- _Activity_:
Range to output from the entries below: the line containing "let webgl2 = limits_for(CapabilityLevel::WebGl2);" through the line containing "chatty at info.". Set it down exactly, ends included, nothing else.

- _Given data_:
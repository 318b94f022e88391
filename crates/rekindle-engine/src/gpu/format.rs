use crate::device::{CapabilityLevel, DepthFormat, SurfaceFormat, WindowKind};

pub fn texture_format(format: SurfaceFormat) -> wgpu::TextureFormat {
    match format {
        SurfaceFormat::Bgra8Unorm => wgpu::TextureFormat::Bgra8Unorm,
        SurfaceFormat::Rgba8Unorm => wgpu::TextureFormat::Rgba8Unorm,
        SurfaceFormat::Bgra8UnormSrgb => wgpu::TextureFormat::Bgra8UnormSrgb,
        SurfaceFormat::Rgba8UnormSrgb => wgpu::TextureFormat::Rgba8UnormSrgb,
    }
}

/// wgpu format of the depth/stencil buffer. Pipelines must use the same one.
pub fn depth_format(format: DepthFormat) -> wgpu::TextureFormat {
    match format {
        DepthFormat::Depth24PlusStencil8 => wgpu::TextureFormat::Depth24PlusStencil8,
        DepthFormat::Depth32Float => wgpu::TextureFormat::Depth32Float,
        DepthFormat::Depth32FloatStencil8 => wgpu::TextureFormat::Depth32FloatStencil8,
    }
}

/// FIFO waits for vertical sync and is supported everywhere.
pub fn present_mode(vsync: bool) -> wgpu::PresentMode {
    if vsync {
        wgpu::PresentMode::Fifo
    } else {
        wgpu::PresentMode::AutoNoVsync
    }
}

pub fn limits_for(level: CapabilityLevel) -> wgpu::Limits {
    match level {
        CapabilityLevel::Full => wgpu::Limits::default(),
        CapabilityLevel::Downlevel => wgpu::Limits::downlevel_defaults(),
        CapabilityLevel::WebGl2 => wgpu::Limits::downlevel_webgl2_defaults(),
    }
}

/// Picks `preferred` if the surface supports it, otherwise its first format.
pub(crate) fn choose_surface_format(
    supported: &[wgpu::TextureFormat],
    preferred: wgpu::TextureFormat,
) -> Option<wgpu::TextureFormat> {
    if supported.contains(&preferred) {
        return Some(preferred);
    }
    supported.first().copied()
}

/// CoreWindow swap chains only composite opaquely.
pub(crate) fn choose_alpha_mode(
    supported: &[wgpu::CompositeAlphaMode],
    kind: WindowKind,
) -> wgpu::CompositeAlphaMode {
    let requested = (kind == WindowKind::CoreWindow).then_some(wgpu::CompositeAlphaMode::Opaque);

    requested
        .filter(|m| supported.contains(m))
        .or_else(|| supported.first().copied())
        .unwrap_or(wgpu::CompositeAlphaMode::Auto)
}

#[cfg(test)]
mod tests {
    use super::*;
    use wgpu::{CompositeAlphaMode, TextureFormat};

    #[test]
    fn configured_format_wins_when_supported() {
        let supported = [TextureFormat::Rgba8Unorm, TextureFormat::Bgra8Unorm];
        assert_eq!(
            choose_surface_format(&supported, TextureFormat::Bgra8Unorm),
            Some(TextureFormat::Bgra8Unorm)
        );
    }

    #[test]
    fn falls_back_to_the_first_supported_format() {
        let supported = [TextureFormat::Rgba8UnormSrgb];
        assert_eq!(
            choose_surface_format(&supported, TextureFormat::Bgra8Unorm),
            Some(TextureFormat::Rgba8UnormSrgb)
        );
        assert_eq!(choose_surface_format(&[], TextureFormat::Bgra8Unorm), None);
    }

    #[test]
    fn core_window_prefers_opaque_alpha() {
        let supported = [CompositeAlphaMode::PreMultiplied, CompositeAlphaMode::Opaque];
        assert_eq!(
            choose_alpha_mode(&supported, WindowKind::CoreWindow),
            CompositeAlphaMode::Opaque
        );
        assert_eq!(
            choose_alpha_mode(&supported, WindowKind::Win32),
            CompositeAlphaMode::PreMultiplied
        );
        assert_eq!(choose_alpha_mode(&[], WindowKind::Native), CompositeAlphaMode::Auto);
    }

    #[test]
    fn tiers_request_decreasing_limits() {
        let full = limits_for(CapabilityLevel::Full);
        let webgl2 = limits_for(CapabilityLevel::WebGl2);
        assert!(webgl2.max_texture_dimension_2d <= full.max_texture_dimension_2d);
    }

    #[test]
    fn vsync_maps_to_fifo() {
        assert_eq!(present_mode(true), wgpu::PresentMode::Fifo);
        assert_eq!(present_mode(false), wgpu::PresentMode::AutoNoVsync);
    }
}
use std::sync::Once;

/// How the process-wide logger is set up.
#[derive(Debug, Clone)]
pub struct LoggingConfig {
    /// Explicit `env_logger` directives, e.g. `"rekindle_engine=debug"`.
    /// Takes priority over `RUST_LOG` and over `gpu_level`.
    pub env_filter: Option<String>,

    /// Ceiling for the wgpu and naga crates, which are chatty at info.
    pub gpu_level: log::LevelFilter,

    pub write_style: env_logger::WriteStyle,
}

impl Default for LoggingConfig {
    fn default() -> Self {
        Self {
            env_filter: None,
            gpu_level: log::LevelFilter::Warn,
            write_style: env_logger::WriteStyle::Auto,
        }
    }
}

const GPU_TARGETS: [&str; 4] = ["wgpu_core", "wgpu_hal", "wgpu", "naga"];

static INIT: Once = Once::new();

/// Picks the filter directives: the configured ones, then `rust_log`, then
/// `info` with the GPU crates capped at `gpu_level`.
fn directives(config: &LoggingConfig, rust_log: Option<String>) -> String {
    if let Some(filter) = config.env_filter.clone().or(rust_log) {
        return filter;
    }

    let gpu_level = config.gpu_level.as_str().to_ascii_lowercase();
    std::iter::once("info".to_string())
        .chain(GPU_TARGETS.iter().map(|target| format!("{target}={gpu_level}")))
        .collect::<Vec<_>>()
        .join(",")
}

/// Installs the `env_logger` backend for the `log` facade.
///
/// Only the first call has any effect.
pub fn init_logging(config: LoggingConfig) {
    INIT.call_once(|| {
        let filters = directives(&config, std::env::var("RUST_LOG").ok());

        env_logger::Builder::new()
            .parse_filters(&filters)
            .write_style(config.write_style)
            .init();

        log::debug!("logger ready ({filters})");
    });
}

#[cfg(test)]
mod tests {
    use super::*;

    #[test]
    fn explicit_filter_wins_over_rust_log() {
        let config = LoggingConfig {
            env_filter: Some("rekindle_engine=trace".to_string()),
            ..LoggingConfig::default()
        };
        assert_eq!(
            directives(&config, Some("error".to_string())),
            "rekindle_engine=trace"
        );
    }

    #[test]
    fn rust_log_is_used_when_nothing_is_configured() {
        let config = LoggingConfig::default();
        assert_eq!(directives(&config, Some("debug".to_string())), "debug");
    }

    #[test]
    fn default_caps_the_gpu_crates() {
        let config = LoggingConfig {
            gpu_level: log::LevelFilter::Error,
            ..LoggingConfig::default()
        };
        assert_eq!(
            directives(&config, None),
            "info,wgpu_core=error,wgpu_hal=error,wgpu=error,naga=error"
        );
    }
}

- _Expected answer_:
        let webgl2 = limits_for(CapabilityLevel::WebGl2);
        assert!(webgl2.max_texture_dimension_2d <= full.max_texture_dimension_2d);
    }

    #[test]
    fn vsync_maps_to_fifo() {
        assert_eq!(present_mode(true), wgpu::PresentMode::Fifo);
        assert_eq!(present_mode(false), wgpu::PresentMode::AutoNoVsync);
    }
}
use std::sync::Once;

/// How the process-wide logger is set up.
#[derive(Debug, Clone)]
pub struct LoggingConfig {
    /// Explicit `env_logger` directives, e.g. `"rekindle_engine=debug"`.
    /// Takes priority over `RUST_LOG` and over `gpu_level`.
    pub env_filter: Option<String>,

    /// Ceiling for the wgpu and naga crates, which are chatty at info.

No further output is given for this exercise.